**WORK REQUEST**
Would you find each line in the entries below with the string "record" and copy it?

-------- TASK INPUT --------

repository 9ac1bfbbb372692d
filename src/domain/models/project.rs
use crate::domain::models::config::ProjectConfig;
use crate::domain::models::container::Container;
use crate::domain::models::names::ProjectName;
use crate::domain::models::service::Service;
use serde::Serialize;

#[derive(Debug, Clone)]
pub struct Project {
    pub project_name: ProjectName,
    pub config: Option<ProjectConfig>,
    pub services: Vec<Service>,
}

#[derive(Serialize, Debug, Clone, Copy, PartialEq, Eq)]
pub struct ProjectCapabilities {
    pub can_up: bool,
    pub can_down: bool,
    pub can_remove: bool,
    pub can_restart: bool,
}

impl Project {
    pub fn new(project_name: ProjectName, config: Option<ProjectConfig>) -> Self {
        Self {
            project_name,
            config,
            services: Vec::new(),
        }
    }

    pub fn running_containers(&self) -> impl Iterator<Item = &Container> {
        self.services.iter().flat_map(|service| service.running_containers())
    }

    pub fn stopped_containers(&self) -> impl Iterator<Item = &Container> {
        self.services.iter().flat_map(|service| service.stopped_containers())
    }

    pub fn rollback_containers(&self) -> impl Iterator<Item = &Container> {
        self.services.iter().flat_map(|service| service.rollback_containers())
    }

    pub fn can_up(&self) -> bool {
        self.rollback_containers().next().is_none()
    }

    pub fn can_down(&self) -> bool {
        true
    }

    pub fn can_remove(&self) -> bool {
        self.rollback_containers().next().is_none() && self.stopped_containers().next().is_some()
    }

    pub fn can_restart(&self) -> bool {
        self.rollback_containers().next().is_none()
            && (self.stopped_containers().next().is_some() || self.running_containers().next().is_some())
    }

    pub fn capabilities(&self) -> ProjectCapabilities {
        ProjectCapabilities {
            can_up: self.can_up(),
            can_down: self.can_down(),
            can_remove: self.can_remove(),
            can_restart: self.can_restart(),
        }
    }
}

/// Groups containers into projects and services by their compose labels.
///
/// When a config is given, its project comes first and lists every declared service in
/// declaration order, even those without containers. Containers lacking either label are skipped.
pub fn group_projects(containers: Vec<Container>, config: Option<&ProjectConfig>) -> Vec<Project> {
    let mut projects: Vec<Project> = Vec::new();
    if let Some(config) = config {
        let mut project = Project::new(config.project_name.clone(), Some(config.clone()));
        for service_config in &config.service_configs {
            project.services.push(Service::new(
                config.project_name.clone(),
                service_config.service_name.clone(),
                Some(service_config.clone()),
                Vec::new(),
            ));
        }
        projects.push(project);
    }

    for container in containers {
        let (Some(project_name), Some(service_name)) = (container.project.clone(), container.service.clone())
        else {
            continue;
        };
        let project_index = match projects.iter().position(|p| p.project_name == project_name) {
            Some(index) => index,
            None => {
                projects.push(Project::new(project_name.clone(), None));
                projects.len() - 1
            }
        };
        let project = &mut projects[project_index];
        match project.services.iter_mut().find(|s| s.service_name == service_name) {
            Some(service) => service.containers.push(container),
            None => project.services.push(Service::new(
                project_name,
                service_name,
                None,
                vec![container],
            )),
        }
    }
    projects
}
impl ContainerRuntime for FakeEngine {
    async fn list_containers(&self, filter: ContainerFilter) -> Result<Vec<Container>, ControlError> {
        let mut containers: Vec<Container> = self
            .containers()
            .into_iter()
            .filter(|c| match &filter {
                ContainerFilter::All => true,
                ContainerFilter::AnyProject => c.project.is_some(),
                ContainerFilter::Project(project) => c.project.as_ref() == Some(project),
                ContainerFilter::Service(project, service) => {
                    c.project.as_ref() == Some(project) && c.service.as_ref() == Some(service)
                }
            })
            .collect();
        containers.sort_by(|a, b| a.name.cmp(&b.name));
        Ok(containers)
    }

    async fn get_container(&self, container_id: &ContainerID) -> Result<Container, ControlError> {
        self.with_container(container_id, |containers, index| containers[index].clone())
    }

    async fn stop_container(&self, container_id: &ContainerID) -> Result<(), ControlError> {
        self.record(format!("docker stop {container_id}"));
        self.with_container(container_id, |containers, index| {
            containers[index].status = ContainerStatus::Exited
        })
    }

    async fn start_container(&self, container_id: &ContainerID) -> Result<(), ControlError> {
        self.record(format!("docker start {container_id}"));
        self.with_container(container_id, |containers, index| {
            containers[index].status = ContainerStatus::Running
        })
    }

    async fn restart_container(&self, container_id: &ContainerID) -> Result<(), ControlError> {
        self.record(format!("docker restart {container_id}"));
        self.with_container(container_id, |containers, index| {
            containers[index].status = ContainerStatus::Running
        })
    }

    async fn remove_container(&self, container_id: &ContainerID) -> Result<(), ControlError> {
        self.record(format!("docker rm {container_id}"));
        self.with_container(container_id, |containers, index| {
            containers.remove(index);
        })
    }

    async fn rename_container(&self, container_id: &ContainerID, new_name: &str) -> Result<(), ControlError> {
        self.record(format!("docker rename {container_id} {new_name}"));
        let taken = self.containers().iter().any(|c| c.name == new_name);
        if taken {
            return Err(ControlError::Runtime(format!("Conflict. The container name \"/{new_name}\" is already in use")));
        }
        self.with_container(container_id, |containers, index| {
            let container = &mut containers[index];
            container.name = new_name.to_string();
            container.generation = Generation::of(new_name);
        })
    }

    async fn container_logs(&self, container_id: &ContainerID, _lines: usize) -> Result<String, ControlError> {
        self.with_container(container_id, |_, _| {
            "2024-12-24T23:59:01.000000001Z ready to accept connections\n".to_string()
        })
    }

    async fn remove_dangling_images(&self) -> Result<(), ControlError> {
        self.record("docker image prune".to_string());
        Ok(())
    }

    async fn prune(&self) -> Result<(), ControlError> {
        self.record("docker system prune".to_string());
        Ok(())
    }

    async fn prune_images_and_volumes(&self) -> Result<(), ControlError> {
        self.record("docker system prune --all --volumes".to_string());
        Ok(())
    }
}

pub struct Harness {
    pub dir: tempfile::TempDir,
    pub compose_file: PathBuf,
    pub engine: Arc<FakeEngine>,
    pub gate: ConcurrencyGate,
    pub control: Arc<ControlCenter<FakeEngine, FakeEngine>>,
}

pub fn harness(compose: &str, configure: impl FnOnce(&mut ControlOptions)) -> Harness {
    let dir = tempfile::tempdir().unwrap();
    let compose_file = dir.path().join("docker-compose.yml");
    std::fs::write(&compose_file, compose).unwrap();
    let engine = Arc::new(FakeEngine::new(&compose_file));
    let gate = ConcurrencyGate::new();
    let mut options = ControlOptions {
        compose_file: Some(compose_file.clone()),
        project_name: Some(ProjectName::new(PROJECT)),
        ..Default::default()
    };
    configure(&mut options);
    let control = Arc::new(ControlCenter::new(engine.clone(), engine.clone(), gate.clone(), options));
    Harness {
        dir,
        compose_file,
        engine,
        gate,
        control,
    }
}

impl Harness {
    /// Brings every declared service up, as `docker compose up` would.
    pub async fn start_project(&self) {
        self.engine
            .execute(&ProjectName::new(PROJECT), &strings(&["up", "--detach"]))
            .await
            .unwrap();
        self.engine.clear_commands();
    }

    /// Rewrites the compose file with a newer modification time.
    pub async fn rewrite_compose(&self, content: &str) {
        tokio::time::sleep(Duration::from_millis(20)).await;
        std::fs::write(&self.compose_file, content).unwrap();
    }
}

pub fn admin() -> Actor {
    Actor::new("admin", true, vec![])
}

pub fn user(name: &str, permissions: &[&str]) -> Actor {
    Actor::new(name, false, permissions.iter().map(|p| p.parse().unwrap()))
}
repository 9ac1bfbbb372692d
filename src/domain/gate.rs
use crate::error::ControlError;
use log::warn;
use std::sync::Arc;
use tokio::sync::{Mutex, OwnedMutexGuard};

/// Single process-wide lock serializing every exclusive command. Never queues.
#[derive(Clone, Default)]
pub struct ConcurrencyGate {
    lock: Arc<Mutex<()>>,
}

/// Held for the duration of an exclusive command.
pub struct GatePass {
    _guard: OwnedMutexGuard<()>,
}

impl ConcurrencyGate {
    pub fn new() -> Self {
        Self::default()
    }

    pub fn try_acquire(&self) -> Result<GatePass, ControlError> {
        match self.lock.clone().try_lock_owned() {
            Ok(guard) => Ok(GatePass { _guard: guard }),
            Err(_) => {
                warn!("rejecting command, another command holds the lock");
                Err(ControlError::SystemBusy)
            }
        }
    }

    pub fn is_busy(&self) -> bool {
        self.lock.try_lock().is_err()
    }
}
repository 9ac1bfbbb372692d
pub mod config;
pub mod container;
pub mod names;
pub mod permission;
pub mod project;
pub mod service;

--------
-------- TASK INPUT --------

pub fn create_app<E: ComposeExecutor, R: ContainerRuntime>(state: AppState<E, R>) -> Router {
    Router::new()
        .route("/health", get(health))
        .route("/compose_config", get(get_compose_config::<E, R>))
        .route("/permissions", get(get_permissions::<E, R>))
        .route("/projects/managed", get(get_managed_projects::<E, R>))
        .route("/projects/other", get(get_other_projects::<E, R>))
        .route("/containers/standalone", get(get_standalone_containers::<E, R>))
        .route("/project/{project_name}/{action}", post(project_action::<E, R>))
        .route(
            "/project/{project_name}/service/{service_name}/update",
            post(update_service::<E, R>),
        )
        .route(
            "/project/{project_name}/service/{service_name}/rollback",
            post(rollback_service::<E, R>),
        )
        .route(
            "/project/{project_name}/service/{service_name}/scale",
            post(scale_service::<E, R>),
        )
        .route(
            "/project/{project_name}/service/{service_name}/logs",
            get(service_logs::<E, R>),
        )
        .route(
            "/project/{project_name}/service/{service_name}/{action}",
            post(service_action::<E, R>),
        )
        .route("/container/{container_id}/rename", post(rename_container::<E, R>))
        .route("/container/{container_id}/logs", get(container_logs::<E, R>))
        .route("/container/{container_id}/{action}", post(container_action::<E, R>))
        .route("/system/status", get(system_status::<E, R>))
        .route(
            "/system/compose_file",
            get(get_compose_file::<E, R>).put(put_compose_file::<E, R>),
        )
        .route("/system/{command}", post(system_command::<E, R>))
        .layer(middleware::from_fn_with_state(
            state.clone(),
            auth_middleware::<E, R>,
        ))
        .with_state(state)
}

--------
-------- TASK INPUT --------

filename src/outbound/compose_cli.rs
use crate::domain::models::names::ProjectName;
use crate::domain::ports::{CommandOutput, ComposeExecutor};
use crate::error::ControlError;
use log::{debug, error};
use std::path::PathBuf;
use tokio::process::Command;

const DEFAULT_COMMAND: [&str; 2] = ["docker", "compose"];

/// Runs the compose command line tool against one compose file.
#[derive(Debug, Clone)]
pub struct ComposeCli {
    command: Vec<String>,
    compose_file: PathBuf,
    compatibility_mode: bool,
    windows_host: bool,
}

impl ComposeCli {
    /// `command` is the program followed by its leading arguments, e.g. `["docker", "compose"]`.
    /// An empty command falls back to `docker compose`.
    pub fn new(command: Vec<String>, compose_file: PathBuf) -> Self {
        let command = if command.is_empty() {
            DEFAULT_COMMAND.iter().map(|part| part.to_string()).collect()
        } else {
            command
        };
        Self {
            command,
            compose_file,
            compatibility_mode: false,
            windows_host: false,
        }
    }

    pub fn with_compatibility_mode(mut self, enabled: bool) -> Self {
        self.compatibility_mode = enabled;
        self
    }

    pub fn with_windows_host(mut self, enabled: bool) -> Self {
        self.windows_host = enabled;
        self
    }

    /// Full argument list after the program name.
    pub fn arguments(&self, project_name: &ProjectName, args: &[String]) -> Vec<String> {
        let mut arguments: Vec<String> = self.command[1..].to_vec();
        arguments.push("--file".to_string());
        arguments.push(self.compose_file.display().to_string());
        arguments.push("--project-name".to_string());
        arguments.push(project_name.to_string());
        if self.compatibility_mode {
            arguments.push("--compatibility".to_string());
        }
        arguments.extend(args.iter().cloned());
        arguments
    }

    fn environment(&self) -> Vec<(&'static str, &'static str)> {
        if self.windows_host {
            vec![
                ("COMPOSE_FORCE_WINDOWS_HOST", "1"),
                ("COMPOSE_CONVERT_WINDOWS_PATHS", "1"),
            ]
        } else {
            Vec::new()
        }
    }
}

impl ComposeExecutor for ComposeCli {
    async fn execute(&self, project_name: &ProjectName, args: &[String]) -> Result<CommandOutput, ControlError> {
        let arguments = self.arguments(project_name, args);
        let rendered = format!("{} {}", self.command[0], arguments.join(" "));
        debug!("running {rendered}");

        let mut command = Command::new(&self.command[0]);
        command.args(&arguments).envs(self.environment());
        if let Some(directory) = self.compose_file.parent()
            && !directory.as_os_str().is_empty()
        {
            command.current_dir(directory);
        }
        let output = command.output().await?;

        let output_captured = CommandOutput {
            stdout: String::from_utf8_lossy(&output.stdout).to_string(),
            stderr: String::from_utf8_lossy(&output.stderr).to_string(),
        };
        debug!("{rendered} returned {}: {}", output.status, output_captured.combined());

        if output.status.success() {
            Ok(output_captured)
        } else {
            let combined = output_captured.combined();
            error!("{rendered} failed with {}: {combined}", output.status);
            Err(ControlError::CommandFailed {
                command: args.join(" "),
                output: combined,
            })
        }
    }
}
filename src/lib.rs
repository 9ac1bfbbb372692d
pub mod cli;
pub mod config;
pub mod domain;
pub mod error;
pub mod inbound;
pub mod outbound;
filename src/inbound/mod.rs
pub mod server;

--------

**SOLUTION TO THIS PROBLEM**
        self.record(format!("docker stop {container_id}"));
        self.record(format!("docker start {container_id}"));
        self.record(format!("docker restart {container_id}"));
        self.record(format!("docker rm {container_id}"));
        self.record(format!("docker rename {container_id} {new_name}"));
        self.record("docker image prune".to_string());
        self.record("docker system prune".to_string());
        self.record("docker system prune --all --volumes".to_string());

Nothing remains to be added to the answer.